Deux sœurs de sang, qui étaient toutes deux religieuses, relatèrent l’expérience qu’elles avaient vécue :
« L’une de nous a vécu cela : elle devait se mettre à genoux devant lui et l’appelle ‘père’. Alors qu’elle hésitait et qu’il répétait sa requête, toujours sans avoir de réponse parce qu’elle sentait que c’était contraire à ses sentiments, il se mit à lui donner des coups de coude jusqu’à ce qu’elle – bien qu’avec réticence – fasse ce qu’il lui avait demander. L’autre vit autre chose : on lui a dit de s’agenouiller devant lui, qui était assis sur une chaise, et de mettre le visage sur son ventre. »
La plus grande partie des documents repris dans le livre proviennent de témoignages assermentés envoyés à Trêves pour la cause en béatification du P. Kentenich, qui est toujours en cours.

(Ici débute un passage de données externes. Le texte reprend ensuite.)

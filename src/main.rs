//! Slide48 CLI - Command-line interface for playing and analyzing games.

// Allow print in the CLI binary
#![allow(clippy::print_stdout, clippy::print_stderr)]

mod cli;

use clap::{Parser, Subcommand};
use std::process::ExitCode;

/// Slide48 - a 2048 clone with a backend-agnostic engine
#[derive(Parser, Debug)]
#[command(name = "slide48")]
#[command(author, version, about, long_about = None)]
struct Args {
    #[command(subcommand)]
    command: Commands,
}

/// Available commands
#[derive(Subcommand, Debug)]
enum Commands {
    /// Play an interactive game in the terminal
    Play {
        /// Board side length
        #[arg(long, default_value = "4")]
        size: usize,

        /// Tile value that ends the game in a win
        #[arg(long, default_value = "2048")]
        win: u32,

        /// Percent chance that a spawned tile is a 4
        #[arg(long, default_value = "10")]
        four_percent: u8,

        /// Random seed (default: random)
        #[arg(short, long)]
        seed: Option<u64>,

        /// High-score file (default: $HOME/.slide48/highscore.json)
        #[arg(long)]
        score_file: Option<std::path::PathBuf>,
    },

    /// Run mass random-policy games and aggregate statistics
    Selfplay {
        /// Number of games to run (default: 1000)
        #[arg(short, long, default_value = "1000")]
        games: u64,

        /// Starting seed (increments for each game)
        #[arg(short, long)]
        seed: Option<u64>,

        /// Board side length
        #[arg(long, default_value = "4")]
        size: usize,

        /// Tile value that ends the game in a win
        #[arg(long, default_value = "2048")]
        win: u32,

        /// Percent chance that a spawned tile is a 4
        #[arg(long, default_value = "10")]
        four_percent: u8,

        /// Cap on input symbols fed to a single game
        #[arg(long, default_value = "100000")]
        max_turns: u64,

        /// Parallel threads (default: CPU count)
        #[arg(short = 'j', long)]
        threads: Option<usize>,

        /// Output format: text, json, or csv
        #[arg(short, long, default_value = "text")]
        format: cli::OutputFormat,

        /// Show progress bar
        #[arg(short, long)]
        progress: bool,
    },
}

fn main() -> ExitCode {
    env_logger::init();

    let args = Args::parse();

    let result = match args.command {
        Commands::Play {
            size,
            win,
            four_percent,
            seed,
            score_file,
        } => cli::play::execute(size, win, four_percent, seed, score_file),

        Commands::Selfplay {
            games,
            seed,
            size,
            win,
            four_percent,
            max_turns,
            threads,
            format,
            progress,
        } => cli::selfplay::execute(
            games,
            seed,
            size,
            win,
            four_percent,
            max_turns,
            threads,
            format,
            progress,
        ),
    };

    match result {
        Ok(()) => ExitCode::SUCCESS,
        Err(e) => {
            eprintln!("Error: {e}");
            ExitCode::FAILURE
        }
    }
}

Il semble absurde que le diocèse de Trêves, et son évêque actuel Stephan Ackermann – qui est également le référent pour les cas d’abus sexuels pour le compte de la Conférence épiscopale allemande -, ne mette pas fin à la prétention du mouvement de Schoenstatt d’élever à la gloire des autels un homme tel que le P. Kentenich et d’en faire un modèle de sainteté à suivre pour tous les chrétiens.